§ Exercise prompt
Each record must be retyped in full. No character may differ.

─── Input for this task

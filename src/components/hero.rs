//! Landing hero: name, typewriter subtitle, stats and calls to action

use std::time::Duration;

use dioxus::prelude::*;
use folio_core::{MenuEvent, Typewriter, ViewportEvent};
use folio_ui::{Button, ButtonVariant, Icon, IconButton, LucideIcon};
use tokio::time::{interval, Instant, MissedTickBehavior};

use crate::context::{use_config, use_content, use_hover, use_snapshot, use_viewport};
use crate::links::open_external;

/// Redraw period for the typewriter
const TYPE_FRAME: Duration = Duration::from_millis(30);

#[component]
pub fn Hero() -> Element {
    let content = use_content();
    let config = use_config();
    let snapshot = use_snapshot();
    let mut viewport = use_viewport();
    let hover = use_hover();

    let mut typed = use_signal(String::new);
    let phrases = content.hero.phrases.clone();
    let hero_config = config.hero.clone();
    use_future(move || {
        let phrases = phrases.clone();
        let hero_config = hero_config.clone();
        async move {
            let mut writer = Typewriter::new(&phrases, &hero_config);
            let mut ticker = interval(TYPE_FRAME);
            ticker.set_missed_tick_behavior(MissedTickBehavior::Skip);
            let mut last = Instant::now();
            loop {
                ticker.tick().await;
                let now = Instant::now();
                writer.advance(now - last);
                last = now;
                let text = writer.text();
                if *typed.peek() != text {
                    typed.set(text);
                }
            }
        }
    });

    let parallax = use_memo(move || snapshot.read().parallax);
    let [back, front] = parallax();
    let first_section = content.nav.first().map(|entry| entry.section_id.clone());
    let cv_url = content.personal.cv_url.clone();

    rsx! {
        section {
            id: "home",
            class: "hero",
            onmounted: move |evt| viewport.set_top(evt.data()),

            div { class: "hero-parallax",
                div { class: "orb orb-violet", style: "transform: {back.to_css_translate()}" }
                div { class: "orb orb-cyan", style: "transform: {front.to_css_translate()}" }
            }

            div { class: "hero-content",
                p { class: "hero-eyebrow", "Hi, I'm" }
                h1 { class: "hero-name", "{content.personal.name}" }
                p { class: "hero-role", "{content.personal.role}" }
                p { class: "hero-typed",
                    span { class: "hero-lead", "{content.hero.lead}" }
                    span { class: "hero-phrase", "{typed}" }
                    span { class: "caret", "aria-hidden": "true", "|" }
                }
                p { class: "hero-bio", "{content.personal.bio}" }

                div { class: "hero-actions",
                    if let Some(section) = first_section {
                        Button {
                            onclick: move |_| {
                                viewport.send(ViewportEvent::Menu(MenuEvent::Navigate(section.clone())));
                            },
                            onhover: hover,
                            "Explore my work"
                            LucideIcon { icon: Icon::ArrowDown, size: 16 }
                        }
                    }
                    Button {
                        variant: ButtonVariant::Outline,
                        onclick: move |_| open_external(&cv_url),
                        onhover: hover,
                        LucideIcon { icon: Icon::Download, size: 16 }
                        "Download CV"
                    }
                }

                div { class: "hero-social",
                    for link in content.social.iter() {
                        SocialButton {
                            key: "{link.href}",
                            label: link.label.clone(),
                            href: link.href.clone(),
                            icon: link.icon.clone(),
                        }
                    }
                }

                dl { class: "hero-stats",
                    for stat in content.hero.stats.iter() {
                        div { key: "{stat.label}", class: "stat",
                            dt { class: "stat-value", "{stat.value}" }
                            dd { class: "stat-label", "{stat.label}" }
                        }
                    }
                }
            }
        }
    }
}

#[component]
fn SocialButton(label: String, href: String, icon: String) -> Element {
    let hover = use_hover();
    let glyph = Icon::for_social(&icon).unwrap_or(Icon::ExternalLink);

    rsx! {
        IconButton {
            class: "social-button".to_string(),
            aria_label: label,
            onclick: move |_| open_external(&href),
            onhover: hover,
            LucideIcon { icon: glyph, size: 20 }
        }
    }
}
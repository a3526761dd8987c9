//! Project cards
//!
//! A card whose screenshot is missing, or fails to load, shows a gradient
//! placeholder with the project's first word instead.

use dioxus::prelude::*;
use folio_core::Project;
use folio_ui::{Button, ButtonVariant, Icon, LucideIcon, SectionHeader, TagList, TagTone};

use crate::context::{use_content, use_hover};
use crate::links::open_external;

#[component]
pub fn ProjectsSection(index: usize) -> Element {
    let content = use_content();

    rsx! {
        SectionHeader {
            index,
            eyebrow: "Projects".to_string(),
            title: "Selected work".to_string(),
        }
        div { class: "project-grid",
            for project in content.projects.iter() {
                ProjectCard { key: "{project.title}", project: project.clone() }
            }
        }
    }
}

#[component]
fn ProjectCard(project: Project) -> Element {
    let hover = use_hover();
    let mut broken = use_signal(|| false);
    let show_image = project.has_image() && !broken();
    let repo = project.link.clone();
    let demo = project.demo.clone();

    let card_class = if project.featured {
        "project-card featured"
    } else {
        "project-card"
    };

    rsx! {
        article { class: card_class,
            div { class: "project-media",
                if show_image {
                    img {
                        src: "{project.image}",
                        alt: "{project.title}",
                        loading: "lazy",
                        onerror: move |_| {
                            tracing::debug!("Project image failed to load");
                            broken.set(true);
                        },
                    }
                } else {
                    div { class: "project-placeholder",
                        span { "{project.placeholder_label()}" }
                    }
                }
            }
            div { class: "project-body",
                h3 { class: "project-title", "{project.title}" }
                p { class: "project-description", "{project.description}" }
                if !project.long_description.is_empty() {
                    p { class: "project-detail", "{project.long_description}" }
                }
                TagList { tags: project.tags.clone(), tone: TagTone::Cyan }
                div { class: "project-links",
                    Button {
                        variant: ButtonVariant::Ghost,
                        onclick: move |_| open_external(&repo),
                        onhover: hover,
                        LucideIcon { icon: Icon::Github, size: 16 }
                        "Code"
                    }
                    if let Some(demo) = demo {
                        Button {
                            variant: ButtonVariant::Ghost,
                            onclick: move |_| open_external(&demo),
                            onhover: hover,
                            LucideIcon { icon: Icon::ExternalLink, size: 16 }
                            "Live demo"
                        }
                    }
                }
            }
        }
    }
}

──────

§ Task answer
filename src/components/hero.rs
//! Landing hero: name, typewriter subtitle, stats and calls to action

use std::time::Duration;

use dioxus::prelude::*;
use folio_core::{MenuEvent, Typewriter, ViewportEvent};
use folio_ui::{Button, ButtonVariant, Icon, IconButton, LucideIcon};
use tokio::time::{interval, Instant, MissedTickBehavior};

use crate::context::{use_config, use_content, use_hover, use_snapshot, use_viewport};
use crate::links::open_external;

/// Redraw period for the typewriter
const TYPE_FRAME: Duration = Duration::from_millis(30);

#[component]
pub fn Hero() -> Element {
    let content = use_content();
    let config = use_config();
    let snapshot = use_snapshot();
    let mut viewport = use_viewport();
    let hover = use_hover();

    let mut typed = use_signal(String::new);
    let phrases = content.hero.phrases.clone();
    let hero_config = config.hero.clone();
    use_future(move || {
        let phrases = phrases.clone();
        let hero_config = hero_config.clone();
        async move {
            let mut writer = Typewriter::new(&phrases, &hero_config);
            let mut ticker = interval(TYPE_FRAME);
            ticker.set_missed_tick_behavior(MissedTickBehavior::Skip);
            let mut last = Instant::now();
            loop {
                ticker.tick().await;
                let now = Instant::now();
                writer.advance(now - last);
                last = now;
                let text = writer.text();
                if *typed.peek() != text {
                    typed.set(text);
                }
            }
        }
    });

    let parallax = use_memo(move || snapshot.read().parallax);
    let [back, front] = parallax();
    let first_section = content.nav.first().map(|entry| entry.section_id.clone());
    let cv_url = content.personal.cv_url.clone();

    rsx! {
        section {
            id: "home",
            class: "hero",
            onmounted: move |evt| viewport.set_top(evt.data()),

            div { class: "hero-parallax",
                div { class: "orb orb-violet", style: "transform: {back.to_css_translate()}" }
                div { class: "orb orb-cyan", style: "transform: {front.to_css_translate()}" }
            }

            div { class: "hero-content",
                p { class: "hero-eyebrow", "Hi, I'm" }
                h1 { class: "hero-name", "{content.personal.name}" }
                p { class: "hero-role", "{content.personal.role}" }
                p { class: "hero-typed",
                    span { class: "hero-lead", "{content.hero.lead}" }
                    span { class: "hero-phrase", "{typed}" }
                    span { class: "caret", "aria-hidden": "true", "|" }
                }
                p { class: "hero-bio", "{content.personal.bio}" }

                div { class: "hero-actions",
                    if let Some(section) = first_section {
                        Button {
                            onclick: move |_| {
                                viewport.send(ViewportEvent::Menu(MenuEvent::Navigate(section.clone())));
                            },
                            onhover: hover,
                            "Explore my work"
                            LucideIcon { icon: Icon::ArrowDown, size: 16 }
                        }
                    }
                    Button {
                        variant: ButtonVariant::Outline,
                        onclick: move |_| open_external(&cv_url),
                        onhover: hover,
                        LucideIcon { icon: Icon::Download, size: 16 }
                        "Download CV"
                    }
                }

                div { class: "hero-social",
                    for link in content.social.iter() {
                        SocialButton {
                            key: "{link.href}",
                            label: link.label.clone(),
                            href: link.href.clone(),
                            icon: link.icon.clone(),
                        }
                    }
                }

                dl { class: "hero-stats",
                    for stat in content.hero.stats.iter() {
                        div { key: "{stat.label}", class: "stat",
                            dt { class: "stat-value", "{stat.value}" }
                            dd { class: "stat-label", "{stat.label}" }
                        }
                    }
                }
            }
        }
    }
}

#[component]
fn SocialButton(label: String, href: String, icon: String) -> Element {
    let hover = use_hover();
    let glyph = Icon::for_social(&icon).unwrap_or(Icon::ExternalLink);

    rsx! {
        IconButton {
            class: "social-button".to_string(),
            aria_label: label,
            onclick: move |_| open_external(&href),
            onhover: hover,
            LucideIcon { icon: glyph, size: 20 }
        }
    }
}
repository a3526761dd8987c9
//! Project cards
//!
//! A card whose screenshot is missing, or fails to load, shows a gradient
//! placeholder with the project's first word instead.

use dioxus::prelude::*;
use folio_core::Project;
use folio_ui::{Button, ButtonVariant, Icon, LucideIcon, SectionHeader, TagList, TagTone};

use crate::context::{use_content, use_hover};
use crate::links::open_external;

#[component]
pub fn ProjectsSection(index: usize) -> Element {
    let content = use_content();

    rsx! {
        SectionHeader {
            index,
            eyebrow: "Projects".to_string(),
            title: "Selected work".to_string(),
        }
        div { class: "project-grid",
            for project in content.projects.iter() {
                ProjectCard { key: "{project.title}", project: project.clone() }
            }
        }
    }
}

#[component]
fn ProjectCard(project: Project) -> Element {
    let hover = use_hover();
    let mut broken = use_signal(|| false);
    let show_image = project.has_image() && !broken();
    let repo = project.link.clone();
    let demo = project.demo.clone();

    let card_class = if project.featured {
        "project-card featured"
    } else {
        "project-card"
    };

    rsx! {
        article { class: card_class,
            div { class: "project-media",
                if show_image {
                    img {
                        src: "{project.image}",
                        alt: "{project.title}",
                        loading: "lazy",
                        onerror: move |_| {
                            tracing::debug!("Project image failed to load");
                            broken.set(true);
                        },
                    }
                } else {
                    div { class: "project-placeholder",
                        span { "{project.placeholder_label()}" }
                    }
                }
            }
            div { class: "project-body",
                h3 { class: "project-title", "{project.title}" }
                p { class: "project-description", "{project.description}" }
                if !project.long_description.is_empty() {
                    p { class: "project-detail", "{project.long_description}" }
                }
                TagList { tags: project.tags.clone(), tone: TagTone::Cyan }
                div { class: "project-links",
                    Button {
                        variant: ButtonVariant::Ghost,
                        onclick: move |_| open_external(&repo),
                        onhover: hover,
                        LucideIcon { icon: Icon::Github, size: 16 }
                        "Code"
                    }
                    if let Some(demo) = demo {
                        Button {
                            variant: ButtonVariant::Ghost,
                            onclick: move |_| open_external(&demo),
                            onhover: hover,
                            LucideIcon { icon: Icon::ExternalLink, size: 16 }
                            "Live demo"
                        }
                    }
                }
            }
        }
    }
}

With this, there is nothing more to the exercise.